Читать книгу Cuentos de Asia, Europa & América онлайн | страница 111
—Somos pocas las que podemos trabajar en esto —decía con orgullo—. La mayor parte de las mujeres no sabrían contestar preguntas técnicas.
Teresita podía comparar marcas, explicar la diferencia entre los aparatos importados y los nacionales y dar buenas recomendaciones. Sin embargo, lo que más las divertía era, por supuesto, hablar de los otros pacientes.
El Pabellón era un pasillo muy ancho, iluminado día y noche con luz artificial, que terminaba en un pequeño comedor. Las comidas preferidas de Mónica eran el desayuno y la merienda, le gustaban mucho las galletitas sin sal. Anotó la marca en su libretita mágica, donde escribía todo lo que no quería olvidarse y que cada vez era más. Anotó también: «Comprar libretita de cien hojas».
Teresita y ella caminaban por el pasillo del bracete.
—En mis épocas —decía Mónica— nadie iba a pensar mal de dos señoras porque caminaran del bracete.
—Es que ahora «eso» no se considera pensar mal —le decía Teresita, que era mucho más joven.
—Da lo mismo —decía Mónica—. Vos me entendés.
Dos chicas adolescentes, internadas por adicción, se abrazaban con desesperación en el pasillo. Se habían conocido allí y habían formado pareja. Mónica las miraba un poco espantada, tratando de acostumbrarse a los cambios de este mundo. En la playa, acaso, ¿no vería éste y otros espectáculos igualmente extraños y en cierto modo aterradores? La extrema desnudez que se estilaba la perturbaba incluso en la tele. En su época... pero cuando trataba de recordar en imágenes las modas de su época, Mónica sacudía la cabeza un poco molesta, porque lo que venía a su mente eran los pliegues de las túnicas de matrona romana.

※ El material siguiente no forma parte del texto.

use fir_core::entities::Folder;
use serde::Serialize;

use crate::cli::GlobalFlags;
use crate::commands::shared::limit::effective_limit;
use crate::context::AppContext;
use crate::output::output;

#[derive(Debug, Serialize)]
struct FolderListResponse {
    folders: Vec<Folder>,
}

pub async fn run(parent: Option<&str>, ctx: &AppContext, flags: &GlobalFlags) -> anyhow::Result<()> {
    let mut folders = ctx.client.list_folders(parent).await?;
    folders.truncate(usize::try_from(effective_limit(None, flags.limit, u32::MAX))?);
    output(&FolderListResponse { folders }, flags.format)
}
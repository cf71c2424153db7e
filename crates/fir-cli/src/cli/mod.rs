use clap::Parser;

pub mod global;
pub mod root_commands;
pub mod subcommands;

pub use global::{ColorMode, GlobalFlags, OutputFormat, ProgressMode};
pub use root_commands::Commands;

/// Top-level CLI parser for the `fir` binary.
#[derive(Debug, Parser)]
#[command(
    name = "fir",
    version,
    about = "FIR Desk - browse, upload, search, and chat over FIR documents"
)]
pub struct Cli {
    #[command(subcommand)]
    pub command: Commands,

    /// Output format: json, table, raw
    #[arg(short, long, global = true, default_value = "json")]
    pub format: OutputFormat,

    /// Max results to return
    #[arg(short, long, global = true)]
    pub limit: Option<u32>,

    /// Quiet mode (suppress non-essential output)
    #[arg(short, long, global = true)]
    pub quiet: bool,

    /// Verbose mode (debug logging)
    #[arg(short, long, global = true)]
    pub verbose: bool,

    /// Table colors: auto, always, never
    #[arg(long, global = true, default_value = "auto")]
    pub color: ColorMode,

    /// Progress spinners: auto, on, off
    #[arg(long, global = true, default_value = "auto")]
    pub progress: ProgressMode,

    /// API server base URL (overrides config and FIR_API__BASE_URL)
    #[arg(long, global = true, value_name = "URL")]
    pub base_url: Option<String>,
}

impl Cli {
    /// Extract ergonomic global flags struct for command handlers.
    #[must_use]
    pub fn global_flags(&self) -> GlobalFlags {
        GlobalFlags {
            format: self.format,
            limit: self.limit,
            quiet: self.quiet,
            verbose: self.verbose,
            color: self.color,
            progress: self.progress,
            base_url: self.base_url.clone(),
        }
    }
}

#[cfg(test)]
mod tests {
    use clap::{CommandFactory, Parser};

    use super::{Cli, Commands, GlobalFlags, OutputFormat};
    use crate::cli::subcommands::{DocumentCommands, FolderCommands};

    #[test]
    fn clap_command_tree_is_valid() {
        Cli::command().debug_assert();
    }

    #[test]
    fn global_flags_parse_before_subcommand() {
        let cli = Cli::try_parse_from([
            "fir",
            "--format",
            "table",
            "--limit",
            "10",
            "--verbose",
            "dashboard",
        ])
        .expect("cli should parse");

        assert_eq!(cli.format, OutputFormat::Table);
        assert_eq!(cli.limit, Some(10));
        assert!(cli.verbose);
        assert!(matches!(cli.command, Commands::Dashboard));
    }

    #[test]
    fn global_flags_parse_after_subcommand() {
        let cli = Cli::try_parse_from(["fir", "dashboard", "--format", "raw", "--quiet"])
            .expect("cli should parse");

        assert_eq!(cli.format, OutputFormat::Raw);
        assert!(cli.quiet);
        assert!(matches!(cli.command, Commands::Dashboard));
    }

    #[test]
    fn output_format_rejects_invalid_value() {
        let parsed = Cli::try_parse_from(["fir", "--format", "xml", "dashboard"]);
        assert!(parsed.is_err());
    }

    #[test]
    fn base_url_override_is_carried_into_flags() {
        let cli = Cli::try_parse_from([
            "fir",
            "folder",
            "list",
            "--base-url",
            "https://fir.example.org",
        ])
        .expect("cli should parse");
        let flags: GlobalFlags = cli.global_flags();
        assert_eq!(flags.base_url.as_deref(), Some("https://fir.example.org"));
        assert!(matches!(
            cli.command,
            Commands::Folder {
                action: FolderCommands::List { .. }
            }
        ));
    }

    #[test]
    fn upload_flags_parse() {
        let cli = Cli::try_parse_from([
            "fir",
            "upload",
            "fir-101.pdf",
            "--folder",
            "fld-1",
            "--sync",
        ])
        .expect("cli should parse");
        let Commands::Upload(args) = cli.command else {
            panic!("expected upload command");
        };
        assert_eq!(args.file.to_string_lossy(), "fir-101.pdf");
        assert_eq!(args.folder.as_deref(), Some("fld-1"));
        assert!(args.sync);
        assert!(!args.direct);
    }

    #[test]
    fn sync_and_direct_conflict() {
        let parsed = Cli::try_parse_from(["fir", "upload", "a.pdf", "--sync", "--direct"]);
        assert!(parsed.is_err());
    }

    #[test]
    fn document_update_accepts_status() {
        let cli = Cli::try_parse_from([
            "fir",
            "document",
            "update",
            "doc-1",
            "--status",
            "ready",
        ])
        .expect("cli should parse");
        assert!(matches!(
            cli.command,
            Commands::Document {
                action: DocumentCommands::Update { .. }
            }
        ));
    }
}
//! Dashboard counters and recent activity computed from a [`Library`].

use chrono::{DateTime, Utc};
use schemars::JsonSchema;
use serde::{Deserialize, Serialize};

use crate::enums::{ActivityKind, ProcessingStatus};
use crate::library::Library;

/// Number of activity items shown on the dashboard.
pub const RECENT_ACTIVITY_LIMIT: usize = 3;

#[derive(Debug, Clone, Default, Serialize, Deserialize, JsonSchema, PartialEq, Eq)]
pub struct StatusCounts {
    pub uploaded: usize,
    pub processing: usize,
    pub ready: usize,
    pub error: usize,
}

impl StatusCounts {
    fn bump(&mut self, status: ProcessingStatus) {
        match status {
            ProcessingStatus::Uploaded => self.uploaded += 1,
            ProcessingStatus::Processing => self.processing += 1,
            ProcessingStatus::Ready => self.ready += 1,
            ProcessingStatus::Error => self.error += 1,
        }
    }
}

#[derive(Debug, Clone, Serialize, Deserialize, JsonSchema, PartialEq, Eq)]
pub struct ActivityItem {
    pub kind: ActivityKind,
    pub id: String,
    pub name: String,
    pub action: String,
    pub time: DateTime<Utc>,
}

#[derive(Debug, Clone, Serialize, Deserialize, JsonSchema, PartialEq, Eq)]
pub struct DashboardStats {
    pub total_documents: usize,
    pub total_folders: usize,
    pub by_status: StatusCounts,
    pub recent_activity: Vec<ActivityItem>,
}

impl DashboardStats {
    #[must_use]
    pub fn from_library(library: &Library) -> Self {
        let mut by_status = StatusCounts::default();
        for doc in &library.documents {
            by_status.bump(doc.processing_status);
        }

        let mut activity: Vec<ActivityItem> = library
            .documents
            .iter()
            .map(|doc| ActivityItem {
                kind: ActivityKind::Document,
                id: doc.id.clone(),
                name: doc.title.clone(),
                action: if doc.processing_status == ProcessingStatus::Ready {
                    "Document processed"
                } else {
                    "New document added"
                }
                .to_string(),
                time: doc.created_at,
            })
            .chain(library.folders.iter().map(|folder| ActivityItem {
                kind: ActivityKind::Folder,
                id: folder.id.clone(),
                name: folder.name.clone(),
                action: "New folder created".to_string(),
                time: folder.created_at,
            }))
            .collect();
        // Stable sort keeps documents ahead of folders on equal timestamps.
        activity.sort_by(|a, b| b.time.cmp(&a.time));
        activity.truncate(RECENT_ACTIVITY_LIMIT);

        Self {
            total_documents: library.documents.len(),
            total_folders: library.folders.len(),
            by_status,
            recent_activity: activity,
        }
    }
}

Las chicas abrazaban también, pero de otro modo, al Gordo Tonto, un pobre idiota con una panza enorme, que se paseaba de un lado al otro del pasillo durante todo el día sin parar y todo lo que quería en este mundo era cariño. Impresionante ver a los tres apretados en un abrazo solidario, el Gordo Tonto con una cara de felicidad que daba miedo.
Una noche trajeron en camilla a una mujer dormida a la habitación de Mónica y Teresita. Los enfermeros la acostaron en la tercera cama, que hasta entonces había estado cómodamente vacía, y le ataron las manos con anchas cintas de cuero. Conectada a una bolsa de suero, durmió durante tres días. Cada tanto le inyectaban algo, probablemente un somnífero.